I think the TCP mss should honor the IPV6_USE_MIN_MTU option, the same way as SCTP should use the minmtu. We should also disable PMTU when the socket option is set. Will put a corresponding patch into phabricator...
batch change of PRs untouched in 2018 marked "in progress" back to open.
A patch is under review: https://reviews.freebsd.org/D16796
A commit references this bug: Author: tuexen Date: Tue Aug 21 14:12:31 UTC 2018 New revision: 338138 URL: https://svnweb.freebsd.org/changeset/base/338138 Log: Enabling the IPPROTO_IPV6 level socket option IPV6_USE_MIN_MTU on a TCP socket resulted in sending fragmented IPV6 packets. This is fixes by reducing the MSS to the appropriate value. In addtion, if the socket option is set before the handshake happens, announce this MSS to the peer. This is not stricly required, but done since TCP is conservative. PR: 173444 Reviewed by: bz@, rrs@ MFC after: 1 month Sponsored by: Netflix, Inc. Differential Revision: https://reviews.freebsd.org/D16796 Changes: head/sys/netinet/in_pcb.h head/sys/netinet/tcp_input.c head/sys/netinet/tcp_subr.c head/sys/netinet/tcp_usrreq.c
Michael, can this PR be closed? Thanks
(In reply to Oleksandr Tymoshenko from comment #18) I think I should MFC that to stable/11... Then I'll close it.
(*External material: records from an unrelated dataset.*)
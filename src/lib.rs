// src/lib.rs

pub mod cli;
pub mod config;
pub mod dispatch;
pub mod errors;
pub mod exec;
pub mod logging;
pub mod pipeline;
pub mod types;
pub mod watch;

use std::path::PathBuf;
use std::time::Duration;

use anyhow::Result;
use tracing::{debug, info};

use crate::cli::CliArgs;
use crate::config::loader::load_and_validate;
use crate::config::model::ConfigFile;
use crate::pipeline::Registry;
use crate::watch::WatchOptions;

/// High-level entry point used by `main.rs`.
///
/// This wires together:
/// - config loading
/// - the pipeline registry
/// - the file watcher and dispatch loop
/// - Ctrl-C handling
pub async fn run(args: CliArgs) -> Result<()> {
    let config_path = PathBuf::from(&args.config);
    let cfg = load_and_validate(&config_path)?;

    if args.dry_run {
        print_dry_run(&cfg);
        return Ok(());
    }

    let registry = Registry::from_config(&cfg);
    info!(
        pipelines = registry.len(),
        path = %cfg.watch.path.display(),
        "registry built; starting watcher"
    );

    let options = WatchOptions {
        path: cfg.watch.path.clone(),
        recursive: cfg.watch.recursive,
        wait: Duration::from_secs(cfg.watch.wait_seconds),
    };

    watch::start(options, Some(registry), cfg.watch.on_unmatched).await?;
    Ok(())
}

/// Simple dry-run output: print the watch settings and registered pipelines.
fn print_dry_run(cfg: &ConfigFile) {
    println!("dropflow dry-run");
    println!("  watch.path = {:?}", cfg.watch.path);
    println!("  watch.recursive = {}", cfg.watch.recursive);
    println!("  watch.wait_seconds = {}", cfg.watch.wait_seconds);
    println!("  watch.on_unmatched = {:?}", cfg.watch.on_unmatched);
    println!();

    println!("pipelines ({}):", cfg.pipeline.len());
    for (tag, pipeline) in cfg.pipeline.iter() {
        println!("  - {tag} ({} tasks)", pipeline.tasks.len());
        for task in pipeline.tasks.iter() {
            println!(
                "      group {}: {} (logs: {})",
                task.group,
                task.script.display(),
                task.log_dir.display()
            );
        }
    }

    debug!("dry-run complete (no execution)");
}
#![allow(dead_code)]

use dropflow::pipeline::{Registry, TaskSpec};

/// Shorthand for building a task descriptor in tests.
pub fn spec(script: &str, group: &str, log_dir: &str) -> TaskSpec {
    TaskSpec::new(script, group, log_dir)
}

/// Builder for `Registry` to simplify test setup.
pub struct RegistryBuilder {
    registry: Registry,
}

impl RegistryBuilder {
    pub fn new() -> Self {
        Self {
            registry: Registry::new(),
        }
    }

    pub fn with_pipeline(mut self, tag: &str, tasks: Vec<TaskSpec>) -> Self {
        self.registry.insert(tag, tasks);
        self
    }

    pub fn build(self) -> Registry {
        self.registry
    }
}

impl Default for RegistryBuilder {
    fn default() -> Self {
        Self::new()
    }
}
Will do that next week.
A commit references this bug: Author: tuexen Date: Fri Jan 25 15:25:54 UTC 2019 New revision: 343432 URL: https://svnweb.freebsd.org/changeset/base/343432 Log: MFC r338138: Enabling the IPPROTO_IPV6 level socket option IPV6_USE_MIN_MTU on a TCP socket resulted in sending fragmented IPV6 packets. This is fixes by reducing the MSS to the appropriate value. In addtion, if the socket option is set before the handshake happens, announce this MSS to the peer. This is not stricly required, but done since TCP is conservative. PR: 173444 Reviewed by: bz@, rrs@ Sponsored by: Netflix, Inc. Differential Revision: https://reviews.freebsd.org/D16796 Changes: _U stable/11/ stable/11/sys/netinet/in_pcb.h stable/11/sys/netinet/tcp_input.c stable/11/sys/netinet/tcp_subr.c stable/11/sys/netinet/tcp_usrreq.c
MFCed to stable/11, but will not MFC to stable/10, since FreeBSD 10.x is EOL.